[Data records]
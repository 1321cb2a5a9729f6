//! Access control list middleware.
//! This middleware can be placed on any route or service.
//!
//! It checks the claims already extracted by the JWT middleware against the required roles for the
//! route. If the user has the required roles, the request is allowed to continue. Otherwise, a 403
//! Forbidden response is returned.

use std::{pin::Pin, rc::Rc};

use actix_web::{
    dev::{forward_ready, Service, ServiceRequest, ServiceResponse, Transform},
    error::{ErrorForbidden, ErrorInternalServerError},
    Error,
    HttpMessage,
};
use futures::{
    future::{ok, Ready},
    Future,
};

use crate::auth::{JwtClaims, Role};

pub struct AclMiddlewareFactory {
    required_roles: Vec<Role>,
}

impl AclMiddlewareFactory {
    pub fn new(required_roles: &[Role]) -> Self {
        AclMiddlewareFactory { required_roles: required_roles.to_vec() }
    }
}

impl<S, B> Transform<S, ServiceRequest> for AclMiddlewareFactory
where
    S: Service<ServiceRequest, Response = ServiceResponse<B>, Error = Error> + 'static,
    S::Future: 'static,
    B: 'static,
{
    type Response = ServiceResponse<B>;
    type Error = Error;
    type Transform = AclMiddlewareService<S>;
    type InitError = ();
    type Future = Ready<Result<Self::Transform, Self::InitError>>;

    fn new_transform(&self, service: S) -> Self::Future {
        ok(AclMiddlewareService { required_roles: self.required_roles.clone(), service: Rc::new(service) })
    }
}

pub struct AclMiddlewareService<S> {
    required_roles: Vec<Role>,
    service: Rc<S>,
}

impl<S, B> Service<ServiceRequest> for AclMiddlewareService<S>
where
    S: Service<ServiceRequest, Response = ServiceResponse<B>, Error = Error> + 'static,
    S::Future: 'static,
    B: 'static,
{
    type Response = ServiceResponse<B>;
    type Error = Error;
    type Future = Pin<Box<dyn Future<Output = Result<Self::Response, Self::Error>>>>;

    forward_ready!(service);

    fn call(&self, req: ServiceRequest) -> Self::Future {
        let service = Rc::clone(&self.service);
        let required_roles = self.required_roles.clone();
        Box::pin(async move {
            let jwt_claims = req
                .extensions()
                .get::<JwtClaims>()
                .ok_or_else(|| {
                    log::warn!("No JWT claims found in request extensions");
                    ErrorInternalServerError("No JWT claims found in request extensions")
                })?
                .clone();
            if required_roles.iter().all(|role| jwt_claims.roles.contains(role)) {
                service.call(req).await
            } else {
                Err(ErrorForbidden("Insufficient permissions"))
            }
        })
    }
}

--- Your goal ---
Print each entry precisely. Include every line.

--- Solution to the problem ---
repository 1321cb2a5a9729f6
//! Access control list middleware.
//! This middleware can be placed on any route or service.
//!
//! It checks the claims already extracted by the JWT middleware against the required roles for the
//! route. If the user has the required roles, the request is allowed to continue. Otherwise, a 403
//! Forbidden response is returned.

use std::{pin::Pin, rc::Rc};

use actix_web::{
    dev::{forward_ready, Service, ServiceRequest, ServiceResponse, Transform},
    error::{ErrorForbidden, ErrorInternalServerError},
    Error,
    HttpMessage,
};
use futures::{
    future::{ok, Ready},
    Future,
};

use crate::auth::{JwtClaims, Role};

pub struct AclMiddlewareFactory {
    required_roles: Vec<Role>,
}

impl AclMiddlewareFactory {
    pub fn new(required_roles: &[Role]) -> Self {
        AclMiddlewareFactory { required_roles: required_roles.to_vec() }
    }
}

impl<S, B> Transform<S, ServiceRequest> for AclMiddlewareFactory
where
    S: Service<ServiceRequest, Response = ServiceResponse<B>, Error = Error> + 'static,
    S::Future: 'static,
    B: 'static,
{
    type Response = ServiceResponse<B>;
    type Error = Error;
    type Transform = AclMiddlewareService<S>;
    type InitError = ();
    type Future = Ready<Result<Self::Transform, Self::InitError>>;

    fn new_transform(&self, service: S) -> Self::Future {
        ok(AclMiddlewareService { required_roles: self.required_roles.clone(), service: Rc::new(service) })
    }
}

pub struct AclMiddlewareService<S> {
    required_roles: Vec<Role>,
    service: Rc<S>,
}

impl<S, B> Service<ServiceRequest> for AclMiddlewareService<S>
where
    S: Service<ServiceRequest, Response = ServiceResponse<B>, Error = Error> + 'static,
    S::Future: 'static,
    B: 'static,
{
    type Response = ServiceResponse<B>;
    type Error = Error;
    type Future = Pin<Box<dyn Future<Output = Result<Self::Response, Self::Error>>>>;

    forward_ready!(service);

    fn call(&self, req: ServiceRequest) -> Self::Future {
        let service = Rc::clone(&self.service);
        let required_roles = self.required_roles.clone();
        Box::pin(async move {
            let jwt_claims = req
                .extensions()
                .get::<JwtClaims>()
                .ok_or_else(|| {
                    log::warn!("No JWT claims found in request extensions");
                    ErrorInternalServerError("No JWT claims found in request extensions")
                })?
                .clone();
            if required_roles.iter().all(|role| jwt_claims.roles.contains(role)) {
                service.call(req).await
            } else {
                Err(ErrorForbidden("Insufficient permissions"))
            }
        })
    }
}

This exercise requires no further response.